Tight schedule, hm? As far as I know you have very detailistic approach to your PAF style vintage humbuckers. Most of them are really historically correct. What’s your complete vision about PAF type pickups?
As arguably one of the first production humbuckers the PAF is an extremely important pickup that any pickup maker has to study as it forms the foundation for all subsequent humbuckers.
I would argue that they weren’t all good, in fact a lot of them don’t sound good at all and can be quite one dimensional. However, out of all the genuine PAFs I have worked on, you get some that really are head and shoulders above the rest and sound absolutely wonderful. When one of those comes into the workshop I go over it with a fine tooth comb and document everything about it, most importantly its sound.
There is a lot of debate about PAFs being hand wound or machine wound. None of us were there so we can only speculate by analysing the pickups we have left from that era. Whilst undoubtedly wound on a machine, there is a good argument for suggesting that PAF coils were also being hand-wound alongside to keep up with production. Gibson certainly had hand-winding machines for winding P90s on so it seems logical that these would be used too. I personally prefer to hand wind - in fact it is the only way we wind pickups at Bare Knuckle.
It’s well known that the number of turns on original PAF bobbins varied considerably from coil to coil but the windings themselves, whilst not deliberately scatter-wound like on Fender coils, were random enough to indicate a degree of hand winding at least until Gibson acquired another machine capable of auto-shut off in the early ‘60s.
Mentioning PAFs, what do you think about real PAF pickups with extremely high prices? Do you think they worth buying for or just let them just a part of history?
The vintage parts market is a bizarre one and not something I profess to understand. Because there are so few original PAFs in existence they will always command a high price. The real question is if you buy a genuine PAF for a lot of money, will you be too afraid to use it because of the value of the pickup. I personally like to use all of my instruments and not lock them away because I am too scared they might get damaged or stolen. We make some extremely accurate vintage reproduction pickups at Bare Knuckle, as do several other makers, and I think this is a much more practical approach if you want to recreate the original tone with a sensible budget.
Some of your pickups have relatively uncommon magnets like Apache Strat Single set has Alnico III and Mules may have Alnico IV which is my favourite magnet to tame bridge humbuckers with Alnico Vs, if customers choose. Can you tell us what your aim to give that option is?
We use these magnets to be historically accurate to the original pickup designs and the magnets used during the 1950s.

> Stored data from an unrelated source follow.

//! HTTP mapping for gateway errors.
//!
//! Domain errors from the access and core crates are wrapped in
//! [`GatewayError`] at the handler boundary. Responses carry a short plain
//! text status line; details go to the log only.

use axum::{
    http::StatusCode,
    response::{IntoResponse, Response},
};
use login_gate_access::{AuthenticationError, AuthorizationError};
use login_gate_core::CryptoError;
use std::fmt;

/// An error that terminates a request inside the gateway.
#[derive(Debug)]
pub enum GatewayError {
    /// Login material could not be generated.
    Entropy(CryptoError),
    /// The login callback failed.
    Authentication(AuthenticationError),
    /// The session may not access the requested path.
    Authorization(AuthorizationError),
}

impl fmt::Display for GatewayError {
    fn fmt(&self, f: &mut fmt::Formatter<'_>) -> fmt::Result {
        match self {
            Self::Entropy(e) => write!(f, "login initiation failed: {e}"),
            Self::Authentication(e) => write!(f, "{e}"),
            Self::Authorization(e) => write!(f, "{e}"),
        }
    }
}

impl std::error::Error for GatewayError {}

impl From<CryptoError> for GatewayError {
    fn from(e: CryptoError) -> Self {
        Self::Entropy(e)
    }
}

impl From<AuthenticationError> for GatewayError {
    fn from(e: AuthenticationError) -> Self {
        Self::Authentication(e)
    }
}

impl From<AuthorizationError> for GatewayError {
    fn from(e: AuthorizationError) -> Self {
        Self::Authorization(e)
    }
}

impl GatewayError {
    /// Returns the status code this error is reported with.
    #[must_use]
    pub fn status(&self) -> StatusCode {
        match self {
            Self::Entropy(_) | Self::Authentication(_) => StatusCode::INTERNAL_SERVER_ERROR,
            Self::Authorization(AuthorizationError::EmailNotAuthorized { .. }) => {
                StatusCode::FORBIDDEN
            }
        }
    }
}

impl IntoResponse for GatewayError {
    fn into_response(self) -> Response {
        let message = match &self {
            Self::Entropy(e) => {
                tracing::error!(error = %e, "Unable to generate login material");
                "Internal server error"
            }
            Self::Authentication(e) if e.is_integrity_failure() => {
                tracing::warn!(error = %e, "Rejected login callback");
                "Authentication failed"
            }
            Self::Authentication(e @ AuthenticationError::AuthorizationDenied { .. }) => {
                tracing::info!(error = %e, "Identity provider denied authorization");
                "Authentication failed"
            }
            Self::Authentication(e) => {
                tracing::error!(error = %e, "Identity provider request failed");
                "Authentication failed"
            }
            Self::Authorization(AuthorizationError::EmailNotAuthorized { email }) => {
                tracing::warn!(email = %email, "Email not on allowlist");
                "Forbidden"
            }
        };

        (self.status(), message).into_response()
    }
}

I spent a lot of time having original magnet samples form the early ‘50s and ‘60s analysed as well as looking at magnet strength and how that had altered over time. In the end I had to balance my findings between what was historically accurate and what sounded the best – I will always go with what will reproduce the best tone.
Even though Seth Lover stipulated Alnico V on the original PAF design, Gibson continued to use existing stock of Alnico II and III bar due to the cost, later using Alnico IV and eventually Alnico V by late 1960.
I have found all kinds of Alnico grades in magnetic rod from Fender coils during the ‘50s ranging from very low grade generic Alnico to Alnicos closer to the grades we know as Alnico II, III and V today – even mixtures of different rod on the same coil.
You have very intense approach on your PG humbuckers. Peter Green is one of the greatest players ever lived, thus his tone with his famous Les Paul is still considered top of the line (Yes, i’m one of his fans). Until your pickup set, it is always flipped magneted neck humbuckers to be suggested to achieve his unique "out of phase" tone when two pickups work together. Your PG set has something more. Can you please give us some details about your history, journey, design, test and finally presenting stages of Bare Knuckle PG set?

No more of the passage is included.